--- WHAT IS BEING ASKED ---
Look through the entries below. Say how many lines include "derive", with nothing added.

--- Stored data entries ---

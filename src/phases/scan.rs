use std::path::Path;
use std::sync::Arc;

use tracing::info;

use super::Emit;
use crate::errors::PhaseError;
use crate::scanner::{CodeElement, CodeScanner, DEFAULT_EXTENSIONS, ScanOptions};

/// Calls the scanning capability in-process.
#[derive(Clone)]
pub struct ScanPhase {
    scanner: Arc<dyn CodeScanner>,
    extensions: Vec<String>,
    options: ScanOptions,
}

impl ScanPhase {
    pub fn new(scanner: Arc<dyn CodeScanner>) -> Self {
        Self {
            scanner,
            extensions: DEFAULT_EXTENSIONS.iter().map(|s| s.to_string()).collect(),
            options: ScanOptions::default(),
        }
    }

    pub fn with_extensions(mut self, extensions: Vec<String>) -> Self {
        self.extensions = extensions;
        self
    }

    pub fn with_options(mut self, options: ScanOptions) -> Self {
        self.options = options;
        self
    }

    pub async fn run(&self, project: &Path, emit: Emit<'_>) -> Result<Vec<CodeElement>, PhaseError> {
        emit(format!(
            "Scanning {} [{}]",
            project.display(),
            self.extensions.join(", ")
        ));
        let elements = self
            .scanner
            .scan(project, &self.extensions, &self.options)
            .await
            .map_err(PhaseError::Scan)?;
        info!(project = %project.display(), elements = elements.len(), "scan finished");
        emit(format!("Found {} code elements", elements.len()));
        Ok(elements)
    }
}
use std::collections::HashMap;
use std::path::PathBuf;
use std::sync::Arc;

use axum::{
    Json, Router,
    extract::{Path, State},
    http::StatusCode,
    response::{IntoResponse, Response},
    routing::{get, post},
};
use serde::{Deserialize, Serialize};
use tracing::info;
use uuid::Uuid;

use super::ws;
use crate::config::ScanConfig;
use crate::errors::JobError;
use crate::orchestrator::{JobConfig, PhaseSelection, ScanOrchestrator};
use crate::registry::JobRegistry;

// ── Shared application state ──────────────────────────────────────────

pub struct AppState {
    pub registry: JobRegistry,
    pub config: ScanConfig,
}

pub type SharedState = Arc<AppState>;

// ── Request / response payloads ───────────────────────────────────────

#[derive(Debug, Deserialize)]
#[serde(rename_all = "camelCase")]
pub struct StartScanRequest {
    pub project_paths: Vec<PathBuf>,
    #[serde(default)]
    pub selections: HashMap<PathBuf, PhaseSelection>,
    #[serde(default)]
    pub job_id: Option<String>,
}

#[derive(Debug, Serialize, Deserialize)]
#[serde(rename_all = "camelCase")]
pub struct StartScanResponse {
    pub job_id: String,
}

#[derive(Debug, Serialize, Deserialize)]
#[serde(rename_all = "camelCase")]
pub struct OutputResponse {
    pub job_id: String,
    pub lines: Vec<String>,
}

// ── Error handling ────────────────────────────────────────────────────

pub enum ApiError {
    JobNotFound { job_id: String, hints: Vec<String> },
    BadRequest(String),
    Conflict(String),
    Internal(String),
}

impl ApiError {
    pub fn job_not_found(job_id: &str, state: &AppState) -> Self {
        let retention = state.registry.policy().retention.as_secs();
        ApiError::JobNotFound {
            job_id: job_id.to_string(),
            hints: vec![
                "Check the jobId returned by POST /api/scan".to_string(),
                format!(
                    "The job may have expired: finished jobs are kept for {} seconds",
                    retention
                ),
                "Jobs live in server memory and do not survive a restart".to_string(),
            ],
        }
    }
}

impl From<JobError> for ApiError {
    fn from(err: JobError) -> Self {
        match err {
            JobError::EmptyProjectList => ApiError::BadRequest(err.to_string()),
            JobError::InvalidTransition { .. } | JobError::AlreadyRunning(_) => {
                ApiError::Conflict(err.to_string())
            }
            other => ApiError::Internal(other.to_string()),
        }
    }
}

impl IntoResponse for ApiError {
    fn into_response(self) -> Response {
        let (status, body) = match self {
            ApiError::JobNotFound { job_id, hints } => (
                StatusCode::NOT_FOUND,
                serde_json::json!({
                    "error": format!("Job '{}' not found", job_id),
                    "jobId": job_id,
                    "hints": hints,
                }),
            ),
            ApiError::BadRequest(msg) => (StatusCode::BAD_REQUEST, serde_json::json!({"error": msg})),
            ApiError::Conflict(msg) => (StatusCode::CONFLICT, serde_json::json!({"error": msg})),
            ApiError::Internal(msg) => (
                StatusCode::INTERNAL_SERVER_ERROR,
                serde_json::json!({"error": msg}),
            ),
        };
        (status, Json(body)).into_response()
    }
}

// ── Router ────────────────────────────────────────────────────────────

pub fn api_router() -> Router<SharedState> {
    Router::new()
        .route("/api/scan", post(start_scan))
        .route("/api/scan/{id}", get(get_scan))
        .route("/api/scan/{id}/output", get(get_output))
        .route("/api/scan/{id}/cancel", post(cancel_scan))
        .route("/api/scan/{id}/stream", get(ws::stream_handler))
        .route("/health", get(health_check))
}

fn lookup(state: &AppState, id: &str) -> Result<Arc<ScanOrchestrator>, ApiError> {
    state
        .registry
        .get(id)
        .ok_or_else(|| ApiError::job_not_found(id, state))
}

// ── Handlers ──────────────────────────────────────────────────────────

async fn health_check() -> &'static str {
    "ok"
}

async fn start_scan(
    State(state): State<SharedState>,
    Json(req): Json<StartScanRequest>,
) -> Result<impl IntoResponse, ApiError> {
    let job_id = req
        .job_id
        .filter(|id| !id.trim().is_empty())
        .unwrap_or_else(|| Uuid::new_v4().to_string());

    let mut config = JobConfig::new(job_id.clone(), req.project_paths)?;
    for (project, selection) in req.selections {
        config = config.with_selection(project, selection);
    }
    let projects = config.projects().len();

    let job = Arc::new(ScanOrchestrator::new(config, state.config.phases()));
    state
        .registry
        .register_unless_active(job_id.clone(), Arc::clone(&job))?;
    job.start()?;
    info!(job_id = %job_id, projects, "scan job accepted");

    Ok((StatusCode::ACCEPTED, Json(StartScanResponse { job_id })))
}

async fn get_scan(
    State(state): State<SharedState>,
    Path(id): Path<String>,
) -> Result<impl IntoResponse, ApiError> {
    let job = lookup(&state, &id)?;
    Ok(Json(job.snapshot()))
}

async fn get_output(
    State(state): State<SharedState>,
    Path(id): Path<String>,
) -> Result<impl IntoResponse, ApiError> {
    let job = lookup(&state, &id)?;
    Ok(Json(OutputResponse {
        job_id: id,
        lines: job.output(),
    }))
}

async fn cancel_scan(
    State(state): State<SharedState>,
    Path(id): Path<String>,
) -> Result<impl IntoResponse, ApiError> {
    let job = lookup(&state, &id)?;
    let snapshot = job.cancel()?;
    Ok(Json(snapshot))
}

--- ANSWER FOR THE TASK ---
4